Dataset entries:
»»

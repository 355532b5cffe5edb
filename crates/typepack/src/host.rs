//! Host types that travel as extensions.
//!
//! None of these have a native MessagePack representation. The built-in
//! bindings in [`crate::builtins`] give each one a private extension id, and
//! [`HostObject`] lets applications bring their own.

use std::any::Any;
use std::fmt;
use std::str::FromStr;
use std::sync::Arc;

use regex::{Regex, RegexBuilder};
use thiserror::Error;

use crate::Value;

// ---------------------------------------------------------------------------
// Regular expressions
// ---------------------------------------------------------------------------

/// A regular expression carried as its source text and flag letters.
///
/// The pair is transported verbatim; [`RegExp::to_regex`] compiles it for
/// matching on this side of the wire.
#[derive(Debug, Clone, PartialEq, Eq, Hash)]
pub struct RegExp {
    pub source: String,
    pub flags: String,
}

impl RegExp {
    pub fn new(source: impl Into<String>, flags: impl Into<String>) -> Self {
        Self {
            source: source.into(),
            flags: flags.into(),
        }
    }

    /// Compiles the expression.
    ///
    /// Flags `i`, `m`, `s` and `x` map onto the matching builder options.
    /// Flags with no counterpart in the `regex` crate (`g`, `y`, `u`, `d`,
    /// `v`) are ignored.
    pub fn to_regex(&self) -> Result<Regex, regex::Error> {
        let mut builder = RegexBuilder::new(&self.source);
        for flag in self.flags.chars() {
            match flag {
                'i' => builder.case_insensitive(true),
                'm' => builder.multi_line(true),
                's' => builder.dot_matches_new_line(true),
                'x' => builder.ignore_whitespace(true),
                _ => &mut builder,
            };
        }
        builder.build()
    }
}

impl From<&Regex> for RegExp {
    fn from(re: &Regex) -> Self {
        RegExp::new(re.as_str(), "")
    }
}

// ---------------------------------------------------------------------------
// Arbitrary-precision integers
// ---------------------------------------------------------------------------

/// Error returned when parsing a [`BigInt`] from text.
#[derive(Debug, Error, Clone, PartialEq, Eq)]
#[error("invalid decimal integer: {0:?}")]
pub struct ParseBigIntError(pub String);

/// An arbitrary-precision integer in canonical decimal form.
///
/// The codec only transports big integers, it does not do arithmetic on them,
/// so the digits are kept as text: an optional `-` followed by digits with no
/// leading zeros. Zero is always `"0"`.
#[derive(Debug, Clone, PartialEq, Eq, Hash)]
pub struct BigInt(String);

impl BigInt {
    pub fn as_str(&self) -> &str {
        &self.0
    }

    pub fn is_negative(&self) -> bool {
        self.0.starts_with('-')
    }

    /// Converts to `i128` when the value fits.
    pub fn to_i128(&self) -> Option<i128> {
        self.0.parse().ok()
    }
}

impl FromStr for BigInt {
    type Err = ParseBigIntError;

    fn from_str(s: &str) -> Result<Self, Self::Err> {
        let (negative, digits) = match s.strip_prefix('-') {
            Some(rest) => (true, rest),
            None => (false, s),
        };
        if digits.is_empty() || !digits.bytes().all(|b| b.is_ascii_digit()) {
            return Err(ParseBigIntError(s.to_owned()));
        }
        let digits = digits.trim_start_matches('0');
        if digits.is_empty() {
            return Ok(BigInt("0".to_owned()));
        }
        let canonical = if negative {
            format!("-{digits}")
        } else {
            digits.to_owned()
        };
        Ok(BigInt(canonical))
    }
}

impl fmt::Display for BigInt {
    fn fmt(&self, f: &mut fmt::Formatter<'_>) -> fmt::Result {
        f.write_str(&self.0)
    }
}

macro_rules! big_int_from {
    ($($t:ty),*) => {
        $(impl From<$t> for BigInt {
            fn from(n: $t) -> Self {
                BigInt(n.to_string())
            }
        })*
    };
}

big_int_from!(i8, i16, i32, i64, i128, u8, u16, u32, u64, u128);

// ---------------------------------------------------------------------------
// 64-bit integers
// ---------------------------------------------------------------------------

/// A full-precision 64-bit integer with explicit signedness.
///
/// Plain [`Value::Integer`] values beyond ±(2^53 - 1) fall back to a float on
/// the wire; a `Long` keeps every bit.
#[derive(Debug, Clone, Copy, PartialEq, Eq, Hash)]
pub enum Long {
    Signed(i64),
    Unsigned(u64),
}

impl Long {
    pub fn is_unsigned(&self) -> bool {
        matches!(self, Long::Unsigned(_))
    }

    /// The two's complement bit pattern.
    pub fn to_bits(self) -> u64 {
        match self {
            Long::Signed(n) => n as u64,
            Long::Unsigned(n) => n,
        }
    }

    pub fn from_bits(bits: u64, unsigned: bool) -> Self {
        if unsigned {
            Long::Unsigned(bits)
        } else {
            Long::Signed(bits as i64)
        }
    }

    pub fn high(self) -> u32 {
        (self.to_bits() >> 32) as u32
    }

    pub fn low(self) -> u32 {
        self.to_bits() as u32
    }
}

impl fmt::Display for Long {
    fn fmt(&self, f: &mut fmt::Formatter<'_>) -> fmt::Result {
        match self {
            Long::Signed(n) => write!(f, "{n}"),
            Long::Unsigned(n) => write!(f, "{n}"),
        }
    }
}

// ---------------------------------------------------------------------------
// Exceptions
// ---------------------------------------------------------------------------

/// Well-known exception kinds, each with a stable sub-type id.
#[derive(Debug, Clone, Copy, PartialEq, Eq, Hash, Default)]
#[repr(u8)]
pub enum ErrorKind {
    #[default]
    Error = 0,
    EvalError = 1,
    RangeError = 2,
    ReferenceError = 3,
    SyntaxError = 4,
    TypeError = 5,
    UriError = 6,
}

impl ErrorKind {
    pub fn id(self) -> u8 {
        self as u8
    }

    /// Unknown ids fall back to the generic [`ErrorKind::Error`].
    pub fn from_id(id: u8) -> Self {
        match id {
            1 => ErrorKind::EvalError,
            2 => ErrorKind::RangeError,
            3 => ErrorKind::ReferenceError,
            4 => ErrorKind::SyntaxError,
            5 => ErrorKind::TypeError,
            6 => ErrorKind::UriError,
            _ => ErrorKind::Error,
        }
    }

    pub fn name(self) -> &'static str {
        match self {
            ErrorKind::Error => "Error",
            ErrorKind::EvalError => "EvalError",
            ErrorKind::RangeError => "RangeError",
            ErrorKind::ReferenceError => "ReferenceError",
            ErrorKind::SyntaxError => "SyntaxError",
            ErrorKind::TypeError => "TypeError",
            ErrorKind::UriError => "URIError",
        }
    }
}

/// An exception object: kind, name, message, optional stack and any extra
/// fields attached to it.
#[derive(Debug, Clone, PartialEq, Default)]
pub struct ErrorValue {
    pub kind: ErrorKind,
    pub name: String,
    pub message: String,
    pub stack: Option<String>,
    pub fields: Vec<(String, Value)>,
}

impl ErrorValue {
    /// Creates an exception whose name is the kind's name.
    pub fn new(kind: ErrorKind, message: impl Into<String>) -> Self {
        Self {
            kind,
            name: kind.name().to_owned(),
            message: message.into(),
            stack: None,
            fields: Vec::new(),
        }
    }

    pub fn with_name(mut self, name: impl Into<String>) -> Self {
        self.name = name.into();
        self
    }

    pub fn with_stack(mut self, stack: impl Into<String>) -> Self {
        self.stack = Some(stack.into());
        self
    }

    pub fn with_field(mut self, key: impl Into<String>, value: Value) -> Self {
        self.fields.push((key.into(), value));
        self
    }

    pub fn field(&self, key: &str) -> Option<&Value> {
        self.fields.iter().find(|(k, _)| k == key).map(|(_, v)| v)
    }
}

impl fmt::Display for ErrorValue {
    fn fmt(&self, f: &mut fmt::Formatter<'_>) -> fmt::Result {
        if self.message.is_empty() {
            f.write_str(&self.name)
        } else {
            write!(f, "{}: {}", self.name, self.message)
        }
    }
}

// ---------------------------------------------------------------------------
// Application-defined host objects
// ---------------------------------------------------------------------------

/// An application type that can ride inside a [`Value`].
///
/// Implemented for every `Debug + PartialEq + Send + Sync + 'static` type.
/// Register a predicate that downcasts through [`HostRef::downcast_ref`] to
/// give the type an extension id.
pub trait HostObject: Any + fmt::Debug + Send + Sync {
    /// Short type name used in error messages.
    fn type_name(&self) -> &'static str;
    fn as_any(&self) -> &dyn Any;
    fn eq_host(&self, other: &dyn HostObject) -> bool;
}

impl<T> HostObject for T
where
    T: Any + fmt::Debug + PartialEq + Send + Sync,
{
    fn type_name(&self) -> &'static str {
        let full = std::any::type_name::<T>();
        let base = full.split('<').next().unwrap_or(full);
        let start = base.rfind("::").map_or(0, |i| i + 2);
        &full[start..]
    }

    fn as_any(&self) -> &dyn Any {
        self
    }

    fn eq_host(&self, other: &dyn HostObject) -> bool {
        other
            .as_any()
            .downcast_ref::<T>()
            .is_some_and(|other| self == other)
    }
}

/// Shared handle to a [`HostObject`].
#[derive(Clone)]
pub struct HostRef(Arc<dyn HostObject>);

impl HostRef {
    pub fn new<T: HostObject>(object: T) -> Self {
        HostRef(Arc::new(object))
    }

    pub fn type_name(&self) -> &'static str {
        (*self.0).type_name()
    }

    pub fn downcast_ref<T: Any>(&self) -> Option<&T> {
        (*self.0).as_any().downcast_ref::<T>()
    }

    pub fn is<T: Any>(&self) -> bool {
        self.downcast_ref::<T>().is_some()
    }
}

impl fmt::Debug for HostRef {
    fn fmt(&self, f: &mut fmt::Formatter<'_>) -> fmt::Result {
        fmt::Debug::fmt(&*self.0, f)
    }
}

impl PartialEq for HostRef {
    fn eq(&self, other: &Self) -> bool {
        Arc::ptr_eq(&self.0, &other.0) || (*self.0).eq_host(&*other.0)
    }
}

««

Print, exactly as written, the first line of the records above and each line after it until the line with "use crate::Value;", which is printed too.

repository 355532b5cffe5edb
filename crates/typepack/src/host.rs
//! Host types that travel as extensions.
//!
//! None of these have a native MessagePack representation. The built-in
//! bindings in [`crate::builtins`] give each one a private extension id, and
//! [`HostObject`] lets applications bring their own.

use std::any::Any;
use std::fmt;
use std::str::FromStr;
use std::sync::Arc;

use regex::{Regex, RegexBuilder};
use thiserror::Error;

use crate::Value;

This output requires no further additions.